TASK INSTRUCTIONS: All that is needed is every line of the listing below that has "duplicate".
========================================
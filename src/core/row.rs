//! Mastermind row representation
//!
//! A Row is an ordered, duplicate-free sequence of at most five symbols. The
//! secret is a full random row; guesses are built one symbol at a time.

use super::Symbol;
use rand::Rng;
use rand::seq::SliceRandom;
use rustc_hash::FxHashSet;
use std::fmt;

/// Number of positions in a row
pub const ROW_LEN: usize = 5;

/// An ordered row of distinct symbols with membership tracking
///
/// `used` always holds exactly the symbols present in `symbols`, so duplicate
/// checks never scan the sequence.
#[derive(Debug, Clone, Default, PartialEq, Eq)]
pub struct Row {
    symbols: Vec<Symbol>,
    used: FxHashSet<Symbol>,
}

impl Row {
    /// Create an empty row, ready to collect a guess
    #[must_use]
    pub fn empty() -> Self {
        Self {
            symbols: Vec::with_capacity(ROW_LEN),
            used: FxHashSet::default(),
        }
    }

    /// Create a full row holding a uniformly random permutation of 1-5
    ///
    /// # Examples
    /// ```
    /// use mastermind_digits::core::Row;
    /// use rand::{SeedableRng, rngs::StdRng};
    ///
    /// let secret = Row::random(&mut StdRng::seed_from_u64(42));
    /// assert!(secret.is_full());
    /// ```
    #[must_use]
    pub fn random<R: Rng + ?Sized>(rng: &mut R) -> Self {
        let mut symbols = Symbol::ALL;
        symbols.shuffle(rng);

        Self {
            symbols: symbols.to_vec(),
            used: symbols.into_iter().collect(),
        }
    }

    /// Build a row by appending each value in order
    ///
    /// Returns `None` if any value would be rejected by [`Row::append`].
    ///
    /// # Examples
    /// ```
    /// use mastermind_digits::core::Row;
    ///
    /// assert!(Row::from_symbols(&[1, 2, 3, 4, 5]).is_some());
    /// assert!(Row::from_symbols(&[1, 1]).is_none());
    /// ```
    #[must_use]
    pub fn from_symbols(values: &[i32]) -> Option<Self> {
        let mut row = Self::empty();
        values.iter().all(|&value| row.append(value)).then_some(row)
    }

    /// Try to add a symbol to the end of the row
    ///
    /// Returns `false` and leaves the row untouched if the value is outside
    /// 1-5, the row is already full, or the symbol is already used.
    pub fn append(&mut self, value: i32) -> bool {
        Symbol::new(value).is_ok_and(|symbol| self.push(symbol))
    }

    /// Try to add an already validated symbol to the end of the row
    pub fn push(&mut self, symbol: Symbol) -> bool {
        if self.is_full() || !self.used.insert(symbol) {
            return false;
        }
        self.symbols.push(symbol);
        true
    }

    /// Try to remove the last symbol, freeing it for reuse
    ///
    /// Returns `false` if the row is empty.
    pub fn remove_last(&mut self) -> bool {
        match self.symbols.pop() {
            Some(symbol) => {
                self.used.remove(&symbol);
                true
            }
            None => false,
        }
    }

    /// Number of symbols currently in the row
    #[inline]
    #[must_use]
    pub fn len(&self) -> usize {
        self.symbols.len()
    }

    #[inline]
    #[must_use]
    pub fn is_empty(&self) -> bool {
        self.symbols.is_empty()
    }

    #[inline]
    #[must_use]
    pub fn is_full(&self) -> bool {
        self.symbols.len() == ROW_LEN
    }

    /// Check whether a symbol is already placed in this row
    #[inline]
    #[must_use]
    pub fn contains(&self, symbol: Symbol) -> bool {
        self.used.contains(&symbol)
    }

    /// Get the symbols in position order
    #[inline]
    #[must_use]
    pub fn symbols(&self) -> &[Symbol] {
        &self.symbols
    }

    /// Count the positions where both rows hold the same symbol
    ///
    /// Only exact position matches are counted; a symbol present elsewhere in
    /// the other row does not score. Both rows must be full.
    ///
    /// # Examples
    /// ```
    /// use mastermind_digits::core::Row;
    ///
    /// let secret = Row::from_symbols(&[1, 2, 3, 4, 5]).unwrap();
    /// let guess = Row::from_symbols(&[2, 1, 3, 5, 4]).unwrap();
    /// assert_eq!(secret.hits(&guess), 1);
    /// ```
    #[must_use]
    pub fn hits(&self, other: &Self) -> usize {
        debug_assert!(
            self.is_full() && other.is_full(),
            "hits requires two full rows"
        );

        self.symbols
            .iter()
            .zip(&other.symbols)
            .filter(|(a, b)| a == b)
            .count()
    }
}

impl fmt::Display for Row {
    fn fmt(&self, f: &mut fmt::Formatter<'_>) -> fmt::Result {
        for symbol in &self.symbols {
            write!(f, "{symbol}")?;
        }
        Ok(())
    }
}
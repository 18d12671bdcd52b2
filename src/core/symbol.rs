//! Mastermind symbol representation
//!
//! The alphabet is the five digits 1-5. Every value held by a [`Symbol`] is
//! guaranteed to lie in that range.

use std::fmt;

/// Smallest valid symbol value
pub const MIN_SYMBOL: u8 = 1;

/// Largest valid symbol value (also the alphabet size)
pub const MAX_SYMBOL: u8 = 5;

/// A single digit in the closed range 1-5
#[derive(Debug, Clone, Copy, PartialEq, Eq, Hash, PartialOrd, Ord)]
pub struct Symbol(u8);

/// Error type for values outside the alphabet
#[derive(Debug, Clone, PartialEq, Eq)]
pub enum SymbolError {
    OutOfRange(i32),
    NotADigit(char),
}

impl fmt::Display for SymbolError {
    fn fmt(&self, f: &mut fmt::Formatter<'_>) -> fmt::Result {
        match self {
            Self::OutOfRange(value) => {
                write!(
                    f,
                    "Symbol must be between {MIN_SYMBOL} and {MAX_SYMBOL}, got {value}"
                )
            }
            Self::NotADigit(ch) => write!(f, "Symbol must be a digit, got {ch:?}"),
        }
    }
}

impl std::error::Error for SymbolError {}

impl Symbol {
    /// Every symbol of the alphabet, in ascending order
    pub const ALL: [Self; 5] = [Self(1), Self(2), Self(3), Self(4), Self(5)];

    /// Create a symbol from an integer
    ///
    /// # Errors
    /// Returns `SymbolError::OutOfRange` if `value` is not in 1-5.
    ///
    /// # Examples
    /// ```
    /// use mastermind_digits::core::Symbol;
    ///
    /// assert_eq!(Symbol::new(3).unwrap().value(), 3);
    /// assert!(Symbol::new(0).is_err());
    /// assert!(Symbol::new(6).is_err());
    /// ```
    pub fn new(value: i32) -> Result<Self, SymbolError> {
        match u8::try_from(value) {
            Ok(v) if (MIN_SYMBOL..=MAX_SYMBOL).contains(&v) => Ok(Self(v)),
            _ => Err(SymbolError::OutOfRange(value)),
        }
    }

    /// Get the raw value (1-5)
    #[inline]
    #[must_use]
    pub const fn value(self) -> u8 {
        self.0
    }

    /// Zero-based position of this symbol in the alphabet
    #[inline]
    #[must_use]
    pub const fn index(self) -> usize {
        (self.0 - MIN_SYMBOL) as usize
    }
}

impl TryFrom<char> for Symbol {
    type Error = SymbolError;

    /// Parse a typed key such as `'3'`
    fn try_from(ch: char) -> Result<Self, Self::Error> {
        ch.to_digit(10)
            .and_then(|digit| i32::try_from(digit).ok())
            .map_or(Err(SymbolError::NotADigit(ch)), Self::new)
    }
}

impl fmt::Display for Symbol {
    fn fmt(&self, f: &mut fmt::Formatter<'_>) -> fmt::Result {
        write!(f, "{}", self.0)
    }
}

#[cfg(test)]
mod tests {
    use super::*;

    #[test]
    fn symbol_creation_valid() {
        for value in 1..=5 {
            let symbol = Symbol::new(value).unwrap();
            assert_eq!(i32::from(symbol.value()), value);
        }
    }

    #[test]
    fn symbol_creation_out_of_range() {
        assert_eq!(Symbol::new(0), Err(SymbolError::OutOfRange(0)));
        assert_eq!(Symbol::new(6), Err(SymbolError::OutOfRange(6)));
        assert_eq!(Symbol::new(-1), Err(SymbolError::OutOfRange(-1)));
        assert_eq!(Symbol::new(256), Err(SymbolError::OutOfRange(256)));
    }

    #[test]
    fn symbol_from_char() {
        assert_eq!(Symbol::try_from('1'), Symbol::new(1));
        assert_eq!(Symbol::try_from('5'), Symbol::new(5));
        assert_eq!(Symbol::try_from('0'), Err(SymbolError::OutOfRange(0)));
        assert_eq!(Symbol::try_from('9'), Err(SymbolError::OutOfRange(9)));
        assert_eq!(Symbol::try_from('q'), Err(SymbolError::NotADigit('q')));
    }

    #[test]
    fn symbol_index() {
        let indices: Vec<usize> = Symbol::ALL.iter().map(|s| s.index()).collect();
        assert_eq!(indices, vec![0, 1, 2, 3, 4]);
    }

    #[test]
    fn symbol_display() {
        assert_eq!(format!("{}", Symbol::new(4).unwrap()), "4");
    }

    #[test]
    fn symbol_error_display() {
        assert_eq!(
            SymbolError::OutOfRange(7).to_string(),
            "Symbol must be between 1 and 5, got 7"
        );
        assert_eq!(
            SymbolError::NotADigit('x').to_string(),
            "Symbol must be a digit, got 'x'"
        );
    }
}
//! Notifications the game sends to the display

use crate::core::Symbol;
use std::io;

/// Receiver of everything the game wants shown
///
/// The game only passes semantic values; colors, spacing and cursor movement
/// belong to the implementation. A sink never ends the process.
pub trait OutputSink {
    /// A symbol was added to the current guess
    ///
    /// # Errors
    ///
    /// Returns an error if the output cannot be written.
    fn render_symbol(&mut self, symbol: Symbol) -> io::Result<()>;

    /// The last symbol of the current guess was removed
    ///
    /// # Errors
    ///
    /// Returns an error if the output cannot be written.
    fn erase_symbol(&mut self) -> io::Result<()>;

    /// A complete guess scored `hits`; move on to a new line
    ///
    /// # Errors
    ///
    /// Returns an error if the output cannot be written.
    fn advance_round(&mut self, hits: usize) -> io::Result<()>;

    /// A new guess is about to be collected
    ///
    /// # Errors
    ///
    /// Returns an error if the output cannot be written.
    fn prompt(&mut self) -> io::Result<()>;

    /// The game is over with the given message and process status
    ///
    /// # Errors
    ///
    /// Returns an error if the output cannot be written.
    fn exit_message(&mut self, message: &str, code: u8) -> io::Result<()>;
}

/// A recorded sink notification
#[derive(Debug, Clone, PartialEq, Eq)]
pub enum Notification {
    Symbol(Symbol),
    Erase,
    Advance(usize),
    Prompt,
    Exit { message: String, code: u8 },
}

/// Sink that stores every notification in order
#[derive(Debug, Clone, Default)]
pub struct RecordingSink {
    pub notifications: Vec<Notification>,
}

impl RecordingSink {
    #[must_use]
    pub fn new() -> Self {
        Self::default()
    }

    /// Hit counts reported so far, one per scored round
    #[must_use]
    pub fn hit_counts(&self) -> Vec<usize> {
        self.notifications
            .iter()
            .filter_map(|n| match n {
                Notification::Advance(hits) => Some(*hits),
                _ => None,
            })
            .collect()
    }
}

impl OutputSink for RecordingSink {
    fn render_symbol(&mut self, symbol: Symbol) -> io::Result<()> {
        self.notifications.push(Notification::Symbol(symbol));
        Ok(())
    }

    fn erase_symbol(&mut self) -> io::Result<()> {
        self.notifications.push(Notification::Erase);
        Ok(())
    }

    fn advance_round(&mut self, hits: usize) -> io::Result<()> {
        self.notifications.push(Notification::Advance(hits));
        Ok(())
    }

    fn prompt(&mut self) -> io::Result<()> {
        self.notifications.push(Notification::Prompt);
        Ok(())
    }

    fn exit_message(&mut self, message: &str, code: u8) -> io::Result<()> {
        self.notifications.push(Notification::Exit {
            message: message.to_string(),
            code,
        });
        Ok(())
    }
}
========================================
TASK RESULT:
//! A Row is an ordered, duplicate-free sequence of at most five symbols. The
/// `used` always holds exactly the symbols present in `symbols`, so duplicate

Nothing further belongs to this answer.